*** Data to examine ***

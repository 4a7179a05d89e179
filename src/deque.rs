use alloc::boxed::Box;

/// A growable double-ended queue backed by a ring buffer.
///
/// Elements are stored in a circular buffer with a moving front index;
/// when the buffer fills up, it is reallocated at twice the capacity with
/// the elements re-linearized in logical order.
#[derive(Debug, Clone)]
pub struct Deque<T> {
    /// The circular buffer, allocated on the heap
    buf: Box<[T]>,
    /// The index of the front element in the buffer
    front: usize,
    /// The current number of elements stored in the deque
    len: usize,
}

impl<T> Deque<T>
where
    T: Default + Clone,
{
    /// Creates a new, empty `Deque`.
    ///
    /// No allocation happens until the first push.
    ///
    /// # Returns
    ///
    /// * `Self` - The `Deque` instance
    #[inline]
    pub fn new() -> Self {
        Self {
            buf: Box::default(),
            front: 0,
            len: 0,
        }
    }

    /// Creates a new `Deque` with at least the specified capacity.
    ///
    /// # Arguments
    ///
    /// * `cap` - The initial capacity of the deque
    ///
    /// # Returns
    ///
    /// * `Self` - The `Deque` instance
    #[inline]
    pub fn with_capacity(cap: usize) -> Self {
        Self {
            buf: vec![T::default(); cap].into_boxed_slice(),
            front: 0,
            len: 0,
        }
    }

    /// Returns true if the deque is empty
    ///
    /// # Returns
    ///
    /// * `bool` - True if the deque is empty
    #[inline]
    pub const fn is_empty(&self) -> bool {
        self.len == 0
    }

    /// Returns the current number of elements stored in the deque
    ///
    /// # Returns
    ///
    /// * `usize` - The current number of elements stored in the deque
    #[inline]
    pub const fn len(&self) -> usize {
        self.len
    }

    /// Returns the current capacity of the deque
    ///
    /// # Returns
    ///
    /// * `usize` - The number of elements the deque can hold without reallocating
    #[inline]
    pub fn capacity(&self) -> usize {
        self.buf.len()
    }

    /// Clears the deque, resetting all elements and the indices
    #[inline]
    pub fn clear(&mut self) {
        self.buf.fill(T::default());
        self.front = 0;
        self.len = 0;
    }

    /// Reallocates the buffer at twice the capacity, re-linearizing the
    /// elements so the front lands at index 0.
    fn grow(&mut self) {
        let new_cap = if self.buf.is_empty() {
            4
        } else {
            self.buf.len() * 2
        };

        let mut new_buf = vec![T::default(); new_cap].into_boxed_slice();
        for (i, slot) in new_buf.iter_mut().take(self.len).enumerate() {
            let idx = (self.front + i) % self.buf.len();
            *slot = core::mem::take(&mut self.buf[idx]);
        }

        self.buf = new_buf;
        self.front = 0;
    }

    /// Pushes a new element to the front of the deque
    ///
    /// # Arguments
    ///
    /// * `value` - The value to push to the front of the deque
    #[inline]
    pub fn push_front(&mut self, value: T) {
        if self.len == self.buf.len() {
            self.grow();
        }

        self.front = if self.front == 0 {
            self.buf.len() - 1
        } else {
            self.front - 1
        };
        self.buf[self.front] = value;
        self.len += 1;
    }

    /// Pushes a new element to the back of the deque
    ///
    /// # Arguments
    ///
    /// * `value` - The value to push to the back of the deque
    #[inline]
    pub fn push_back(&mut self, value: T) {
        if self.len == self.buf.len() {
            self.grow();
        }

        let idx = (self.front + self.len) % self.buf.len();
        self.buf[idx] = value;
        self.len += 1;
    }

    /// Pops the element from the front of the deque
    ///
    /// If the deque is empty, returns None
    ///
    /// # Returns
    ///
    /// * `Option<T>` - The element at the front of the deque, if it exists
    #[inline]
    pub fn pop_front(&mut self) -> Option<T> {
        if self.is_empty() {
            return None;
        }

        let value = core::mem::take(&mut self.buf[self.front]);
        self.front = (self.front + 1) % self.buf.len();
        self.len -= 1;

        Some(value)
    }

    /// Pops the element from the back of the deque
    ///
    /// If the deque is empty, returns None
    ///
    /// # Returns
    ///
    /// * `Option<T>` - The element at the back of the deque, if it exists
    #[inline]
    pub fn pop_back(&mut self) -> Option<T> {
        if self.is_empty() {
            return None;
        }

        self.len -= 1;
        let idx = (self.front + self.len) % self.buf.len();
        Some(core::mem::take(&mut self.buf[idx]))
    }

    /// Returns a reference to the front element of the deque
    ///
    /// If the deque is empty, returns None
    ///
    /// # Returns
    ///
    /// * `Option<&T>` - A reference to the front element of the deque, if it exists
    #[inline]
    pub fn front(&self) -> Option<&T> {
        self.get(0)
    }

    /// Returns a reference to the back element of the deque
    ///
    /// If the deque is empty, returns None
    ///
    /// # Returns
    ///
    /// * `Option<&T>` - A reference to the back element of the deque, if it exists
    #[inline]
    pub fn back(&self) -> Option<&T> {
        if self.is_empty() {
            None
        } else {
            self.get(self.len - 1)
        }
    }

    /// Returns a reference to the element at the specified index from the front of the deque
    ///
    /// If the index is out of bounds, returns None
    ///
    /// # Arguments
    ///
    /// * `i` - The index of the element to retrieve
    ///
    /// # Returns
    ///
    /// * `Option<&T>` - A reference to the element at the specified index, if it exists
    #[inline]
    pub fn get(&self, i: usize) -> Option<&T> {
        if i >= self.len {
            None
        } else {
            let idx = (self.front + i) % self.buf.len();
            Some(&self.buf[idx])
        }
    }

    /// Returns an iterator over the elements in front-to-back order
    ///
    /// # Returns
    ///
    /// * `impl Iterator<Item = &T>` - An iterator over the elements in the deque
    pub fn iter(&self) -> impl Iterator<Item = &T> {
        (0..self.len).map(move |i| &self.buf[(self.front + i) % self.buf.len()])
    }
}

impl<T: Default + Clone> Default for Deque<T> {
    fn default() -> Self {
        Self::new()
    }
}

*** End of Data to examine ***

--- Task to carry out ---
Filter the records, keeping only lines that contain "value", and show those lines.

--- Result of the exercise ---
    /// * `value` - The value to push to the front of the deque
    pub fn push_front(&mut self, value: T) {
        self.buf[self.front] = value;
    /// * `value` - The value to push to the back of the deque
    pub fn push_back(&mut self, value: T) {
        self.buf[idx] = value;
        let value = core::mem::take(&mut self.buf[self.front]);
        Some(value)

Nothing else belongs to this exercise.